As a preteen, Phillips formed her own rock band, and the group strutted its stuff at The Troubadour on Santa Monica Boulevard on amateur night. A casting agent for "American Graffiti" spotted the youngster, and a new career was born. Around the same time, Phillips also left home; she ran away to her father's house in a taxi. When she asked what the house rules were, John Phillips, according to her, responded: "You have to come home at least one night a week. And if you come home after dawn, never come home in the same clothes you left because that's unladylike."

Given that mandate and the nature of the times, it's not surprising that her teen years were truly wild, marked both by tragedy (she was raped at knifepoint at age 14), a very brief marriage and excess. Cast in the hugely successful series "One Day at a Time" when she was only 15, she continued to drink and use drugs heavily, and her behavior was heavily reported in the press. She was fired from the sitcom, but eventually she was rehired.

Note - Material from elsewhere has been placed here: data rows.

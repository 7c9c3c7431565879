//! Quality gate pipeline.
//!
//! An ordered list of named checks runs before a risky action (a commit). A
//! gate may pair its check with an auto-fix command: on a failing check the
//! fix runs once, then the check reruns once. There is no short-circuit -
//! every gate runs regardless of earlier failures so the caller sees the
//! full picture in one pass.

use std::collections::BTreeMap;
use std::path::Path;

use fs_err as fs;
use serde::Deserialize;

use crate::config::AutomationConfig;
use crate::exec::{self, COMMAND_TIMEOUT};
use crate::storage::ProjectPaths;

/// One named check in the pipeline.
#[derive(Debug, Clone)]
pub struct QualityGate {
    pub name: String,
    pub check: String,
    pub auto_fix: Option<String>,
    /// A failing blocking gate prevents the triggering action.
    pub blocking: bool,
}

impl QualityGate {
    pub fn new(name: &str, check: &str, auto_fix: Option<&str>, blocking: bool) -> Self {
        QualityGate {
            name: name.to_string(),
            check: check.to_string(),
            auto_fix: auto_fix.map(str::to_string),
            blocking,
        }
    }
}

#[derive(Debug, Clone, Copy, PartialEq, Eq)]
pub enum GateStatus {
    Passed,
    Failed,
    AutoFixed,
    Skipped,
}

/// Result of one gate run.
#[derive(Debug, Clone, PartialEq)]
pub struct GateResult {
    pub gate: String,
    pub status: GateStatus,
    pub message: Option<String>,
}

/// Aggregate over a full pipeline run.
#[derive(Debug, Clone)]
pub struct GateReport {
    pub results: Vec<GateResult>,
    /// True iff every gate passed, auto-fixed, or was skipped.
    pub all_passed: bool,
    /// True iff at least one blocking gate failed.
    pub blocking: bool,
}

impl GateReport {
    /// One-line-per-gate summary for the decision message.
    pub fn summary(&self) -> String {
        self.results
            .iter()
            .map(|r| {
                let status = match r.status {
                    GateStatus::Passed => "passed",
                    GateStatus::Failed => "FAILED",
                    GateStatus::AutoFixed => "auto-fixed",
                    GateStatus::Skipped => "skipped",
                };
                match &r.message {
                    Some(msg) => format!("{}: {} ({})", r.gate, status, msg),
                    None => format!("{}: {}", r.gate, status),
                }
            })
            .collect::<Vec<_>>()
            .join("\n")
    }
}

/// The default pre-commit pipeline: type-check, lint, format, test.
///
/// Format is advisory only; the rest block.
pub fn default_gates(config: &AutomationConfig) -> Vec<QualityGate> {
    vec![
        QualityGate::new("type-check", &config.typecheck.command, None, true),
        QualityGate::new("lint", "npm run lint", Some("npm run lint -- --fix"), true),
        QualityGate::new(
            "format",
            "npx prettier --check .",
            Some("npx prettier --write ."),
            false,
        ),
        QualityGate::new("test", &config.testing.command, None, true),
    ]
}

/// Runs every gate in order and aggregates the verdict.
pub fn run_quality_gates(gates: &[QualityGate], cwd: &Path) -> GateReport {
    let paths = ProjectPaths::new(cwd);
    let mut results = Vec::with_capacity(gates.len());
    let mut blocking = false;

    for gate in gates {
        let result = run_gate(gate, &paths);
        tracing::debug!(gate = %gate.name, status = ?result.status, "Gate finished");
        if gate.blocking && result.status == GateStatus::Failed {
            blocking = true;
        }
        results.push(result);
    }

    let all_passed = results.iter().all(|r| r.status != GateStatus::Failed);
    GateReport {
        results,
        all_passed,
        blocking,
    }
}

fn run_gate(gate: &QualityGate, paths: &ProjectPaths) -> GateResult {
    if !gate_available(&gate.check, paths) {
        return GateResult {
            gate: gate.name.clone(),
            status: GateStatus::Skipped,
            message: Some("Tool not available".to_string()),
        };
    }

    let check = exec::run_shell(&gate.check, paths.root(), COMMAND_TIMEOUT);
    if check.success {
        return GateResult {
            gate: gate.name.clone(),
            status: GateStatus::Passed,
            message: None,
        };
    }

    let Some(auto_fix) = &gate.auto_fix else {
        return GateResult {
            gate: gate.name.clone(),
            status: GateStatus::Failed,
            message: None,
        };
    };

    let fix = exec::run_shell(auto_fix, paths.root(), COMMAND_TIMEOUT);
    if !fix.success {
        return GateResult {
            gate: gate.name.clone(),
            status: GateStatus::Failed,
            message: Some("Auto-fix failed".to_string()),
        };
    }

    let recheck = exec::run_shell(&gate.check, paths.root(), COMMAND_TIMEOUT);
    if recheck.success {
        GateResult {
            gate: gate.name.clone(),
            status: GateStatus::AutoFixed,
            message: None,
        }
    } else {
        GateResult {
            gate: gate.name.clone(),
            status: GateStatus::Failed,
            message: Some("Auto-fix did not resolve issues".to_string()),
        }
    }
}

// ─────────────────────────────────────────────────────────────────────────────
// Availability
// ─────────────────────────────────────────────────────────────────────────────

/// Just the piece of `package.json` the availability probe needs.
#[derive(Debug, Default, Deserialize)]
struct PackageManifest {
    #[serde(default)]
    scripts: BTreeMap<String, String>,
}

/// Decides whether a gate's check command can run in this project.
///
/// - `npm run X` / `pnpm run X` / `yarn run X` (and the `npm test` /
///   `npm start` shorthands): the script table in `package.json` must
///   declare `X`.
/// - `npx <tool>`: the local dependency cache (`node_modules/`) must exist.
/// - anything else is always considered available.
fn gate_available(check: &str, paths: &ProjectPaths) -> bool {
    let tokens: Vec<&str> = check.split_whitespace().collect();
    match tokens.as_slice() {
        [pm, "run", script, ..] if matches!(*pm, "npm" | "pnpm" | "yarn") => {
            declared_scripts(paths).contains_key(*script)
        }
        [pm, script, ..]
            if matches!(*pm, "npm" | "pnpm" | "yarn") && matches!(*script, "test" | "start") =>
        {
            declared_scripts(paths).contains_key(*script)
        }
        ["npx", ..] => paths.dependency_cache().is_dir(),
        _ => true,
    }
}

fn declared_scripts(paths: &ProjectPaths) -> BTreeMap<String, String> {
    let manifest = paths.package_manifest();
    if !manifest.exists() {
        return BTreeMap::new();
    }
    fs::read_to_string(&manifest)
        .ok()
        .and_then(|content| serde_json::from_str::<PackageManifest>(&content).ok())
        .unwrap_or_default()
        .scripts
}

// ─────────────────────────────────────────────────────────────────────────────
// Command interception
// ─────────────────────────────────────────────────────────────────────────────

/// Recognizes a version-control commit invocation.
///
/// Strict two-token prefix match: the command must start with `git commit`,
/// case-sensitive, tolerant of whitespace runs between tokens.
pub fn is_commit_command(command: &str) -> bool {
    let mut tokens = command.split_whitespace();
    tokens.next() == Some("git") && tokens.next() == Some("commit")
}

/// Recognizes a version-control merge invocation, same matching rules.
pub fn is_merge_command(command: &str) -> bool {
    let mut tokens = command.split_whitespace();
    tokens.next() == Some("git") && tokens.next() == Some("merge")
}

#[cfg(test)]
mod tests {
    use super::*;
    use tempfile::{tempdir, TempDir};

    fn project() -> (TempDir, ProjectPaths) {
        let temp = tempdir().unwrap();
        let paths = ProjectPaths::new(temp.path());
        (temp, paths)
    }

    fn gate(check: &str, auto_fix: Option<&str>, blocking: bool) -> QualityGate {
        QualityGate::new("gate", check, auto_fix, blocking)
    }

    #[test]
    fn test_passing_check_yields_passed() {
        let (temp, _) = project();
        let report = run_quality_gates(&[gate("true", None, true)], temp.path());
        assert_eq!(report.results[0].status, GateStatus::Passed);
        assert!(report.all_passed);
        assert!(!report.blocking);
    }

    #[test]
    fn test_failure_without_auto_fix_has_no_message() {
        let (temp, _) = project();
        let report = run_quality_gates(&[gate("false", None, true)], temp.path());
        assert_eq!(report.results[0].status, GateStatus::Failed);
        assert_eq!(report.results[0].message, None);
        assert!(!report.all_passed);
        assert!(report.blocking);
    }

    #[test]
    fn test_auto_fix_that_resolves_yields_auto_fixed() {
        let (temp, _) = project();
        // The check passes only once the fix has dropped the marker file.
        let report = run_quality_gates(
            &[gate("test -f fixed", Some("touch fixed"), true)],
            temp.path(),
        );
        assert_eq!(report.results[0].status, GateStatus::AutoFixed);
        assert!(report.all_passed);
        assert!(!report.blocking);
    }

    #[test]
    fn test_failing_auto_fix_command() {
        let (temp, _) = project();
        let report = run_quality_gates(&[gate("false", Some("false"), true)], temp.path());
        assert_eq!(report.results[0].status, GateStatus::Failed);
        assert_eq!(
            report.results[0].message.as_deref(),
            Some("Auto-fix failed")
        );
    }

    #[test]
    fn test_auto_fix_that_does_not_resolve() {
        let (temp, _) = project();
        let report = run_quality_gates(&[gate("false", Some("true"), true)], temp.path());
        assert_eq!(report.results[0].status, GateStatus::Failed);
        assert_eq!(
            report.results[0].message.as_deref(),
            Some("Auto-fix did not resolve issues")
        );
    }

    #[test]
    fn test_all_gates_run_despite_failures() {
        let (temp, _) = project();
        let report = run_quality_gates(
            &[
                gate("false", None, true),
                gate("true", None, true),
                gate("false", None, false),
            ],
            temp.path(),
        );
        assert_eq!(report.results.len(), 3);
        assert_eq!(report.results[1].status, GateStatus::Passed);
    }

    #[test]
    fn test_only_non_blocking_gate_fails() {
        let (temp, _) = project();
        let gates = vec![
            QualityGate::new("a", "true", None, true),
            QualityGate::new("b", "true", None, true),
            QualityGate::new("c", "false", None, false),
        ];
        let report = run_quality_gates(&gates, temp.path());
        assert!(!report.all_passed);
        assert!(!report.blocking);
    }

    #[test]
    fn test_skipped_gate_counts_as_passed_for_aggregate() {
        let (temp, paths) = project();
        std::fs::write(paths.package_manifest(), r#"{"scripts": {}}"#).unwrap();
        let report = run_quality_gates(&[gate("npm run lint", None, true)], temp.path());
        assert_eq!(report.results[0].status, GateStatus::Skipped);
        assert_eq!(
            report.results[0].message.as_deref(),
            Some("Tool not available")
        );
        assert!(report.all_passed);
        assert!(!report.blocking);
    }

    #[test]
    fn test_script_availability_against_manifest() {
        let (_temp, paths) = project();
        std::fs::write(
            paths.package_manifest(),
            r#"{"scripts": {"lint": "eslint ."}}"#,
        )
        .unwrap();
        assert!(gate_available("npm run lint", &paths));
        assert!(gate_available("pnpm run lint --fix", &paths));
        assert!(!gate_available("npm run missing", &paths));
        // `npm test` is shorthand for the "test" script.
        assert!(!gate_available("npm test", &paths));
    }

    #[test]
    fn test_npx_availability_requires_dependency_cache() {
        let (_temp, paths) = project();
        assert!(!gate_available("npx tsc --noEmit", &paths));
        std::fs::create_dir_all(paths.dependency_cache()).unwrap();
        assert!(gate_available("npx tsc --noEmit", &paths));
    }

    #[test]
    fn test_plain_commands_are_always_available() {
        let (_temp, paths) = project();
        assert!(gate_available("cargo check", &paths));
        assert!(gate_available("true", &paths));
    }

    #[test]
    fn test_commit_command_recognition() {
        assert!(is_commit_command("git commit -m 'x'"));
        assert!(is_commit_command("git   commit"));
        assert!(is_commit_command("  git\tcommit --amend"));
        assert!(!is_commit_command("git push"));
        assert!(!is_commit_command("Git commit"));
        assert!(!is_commit_command("echo git commit"));
        assert!(!is_commit_command("git"));
    }

    #[test]
    fn test_merge_command_recognition() {
        assert!(is_merge_command("git merge feature/x"));
        assert!(!is_merge_command("git commit"));
    }
}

Finally, Phillips decided to get clean. Her reason? "I just believe that there is a power greater than myself, so I got on the phone and called a doctor who had helped me years before, and I said, 'I need to be in detox by sundown!'"

She drank brandy on the way to the detox center, a dealer delivered coke to her in detox, and she broke into the hospital's crash cart to steal an IV and needle. Despite all this, she stayed there and eventually got the drugs out of her system. She has been clean for nearly a decade.

"My life is better than it has ever been," she says. "If it never gets better than it is at this moment, if I am never more successful than I am right now, that's OK with me."